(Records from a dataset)

== Segment start ==

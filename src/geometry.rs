use crate::units::*;

/// A rectangle, specified by two opposite corners. Coordinates follow PDF, with y growing
/// upwards.
#[derive(Debug, Copy, Clone, PartialEq)]
pub struct Rect {
    /// The x-coordinate of the lower-left corner.
    pub x1: Pt,
    /// The y-coordinate of the lower-left corner.
    pub y1: Pt,
    /// The x-coordinate of the upper-right corner.
    pub x2: Pt,
    /// The y-coordinate of the upper-right corner.
    pub y2: Pt,
}

impl Rect {
    /// Build a rectangle from its top-left corner and dimensions
    pub fn from_top_left(top_left: XyOffset, dim: XyDim) -> Rect {
        Rect {
            x1: top_left.x,
            y1: top_left.y - dim.height,
            x2: top_left.x + dim.width,
            y2: top_left.y,
        }
    }

    pub fn width(&self) -> Pt {
        self.x2 - self.x1
    }

    pub fn height(&self) -> Pt {
        self.y2 - self.y1
    }
}

/// A position on the page
#[derive(Debug, Default, Copy, Clone, PartialEq)]
pub struct XyOffset {
    pub x: Pt,
    pub y: Pt,
}

impl XyOffset {
    pub fn new(x: Pt, y: Pt) -> XyOffset {
        XyOffset { x, y }
    }
}

/// The size of something on the page
#[derive(Debug, Default, Copy, Clone, PartialEq)]
pub struct XyDim {
    pub width: Pt,
    pub height: Pt,
}

impl XyDim {
    pub fn new(width: Pt, height: Pt) -> XyDim {
        XyDim { width, height }
    }

    pub fn plus(self, that: XyDim) -> XyDim {
        XyDim {
            width: self.width + that.width,
            height: self.height + that.height,
        }
    }

    pub fn minus(self, that: XyDim) -> XyDim {
        XyDim {
            width: self.width - that.width,
            height: self.height - that.height,
        }
    }

    /// The smallest dimension containing both `self` and `that`
    pub fn max_xy(self, that: XyDim) -> XyDim {
        XyDim {
            width: self.width.max(that.width),
            height: self.height.max(that.height),
        }
    }

    /// True if `self` fits inside `that` in both directions
    pub fn lte(self, that: XyDim) -> bool {
        self.width <= that.width && self.height <= that.height
    }
}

== Segment end ==

- [HOW TO COMPLETE THIS TASK]:
An exact, complete copy of the data is the only acceptable answer.

- [WRITTEN RESPONSE]:
filename src/geometry.rs
use crate::units::*;

/// A rectangle, specified by two opposite corners. Coordinates follow PDF, with y growing
/// upwards.
#[derive(Debug, Copy, Clone, PartialEq)]
pub struct Rect {
    /// The x-coordinate of the lower-left corner.
    pub x1: Pt,
    /// The y-coordinate of the lower-left corner.
    pub y1: Pt,
    /// The x-coordinate of the upper-right corner.
    pub x2: Pt,
    /// The y-coordinate of the upper-right corner.
    pub y2: Pt,
}

impl Rect {
    /// Build a rectangle from its top-left corner and dimensions
    pub fn from_top_left(top_left: XyOffset, dim: XyDim) -> Rect {
        Rect {
            x1: top_left.x,
            y1: top_left.y - dim.height,
            x2: top_left.x + dim.width,
            y2: top_left.y,
        }
    }

    pub fn width(&self) -> Pt {
        self.x2 - self.x1
    }

    pub fn height(&self) -> Pt {
        self.y2 - self.y1
    }
}

/// A position on the page
#[derive(Debug, Default, Copy, Clone, PartialEq)]
pub struct XyOffset {
    pub x: Pt,
    pub y: Pt,
}

impl XyOffset {
    pub fn new(x: Pt, y: Pt) -> XyOffset {
        XyOffset { x, y }
    }
}

/// The size of something on the page
#[derive(Debug, Default, Copy, Clone, PartialEq)]
pub struct XyDim {
    pub width: Pt,
    pub height: Pt,
}

impl XyDim {
    pub fn new(width: Pt, height: Pt) -> XyDim {
        XyDim { width, height }
    }

    pub fn plus(self, that: XyDim) -> XyDim {
        XyDim {
            width: self.width + that.width,
            height: self.height + that.height,
        }
    }

    pub fn minus(self, that: XyDim) -> XyDim {
        XyDim {
            width: self.width - that.width,
            height: self.height - that.height,
        }
    }

    /// The smallest dimension containing both `self` and `that`
    pub fn max_xy(self, that: XyDim) -> XyDim {
        XyDim {
            width: self.width.max(that.width),
            height: self.height.max(that.height),
        }
    }

    /// True if `self` fits inside `that` in both directions
    pub fn lte(self, that: XyDim) -> bool {
        self.width <= that.width && self.height <= that.height
    }
}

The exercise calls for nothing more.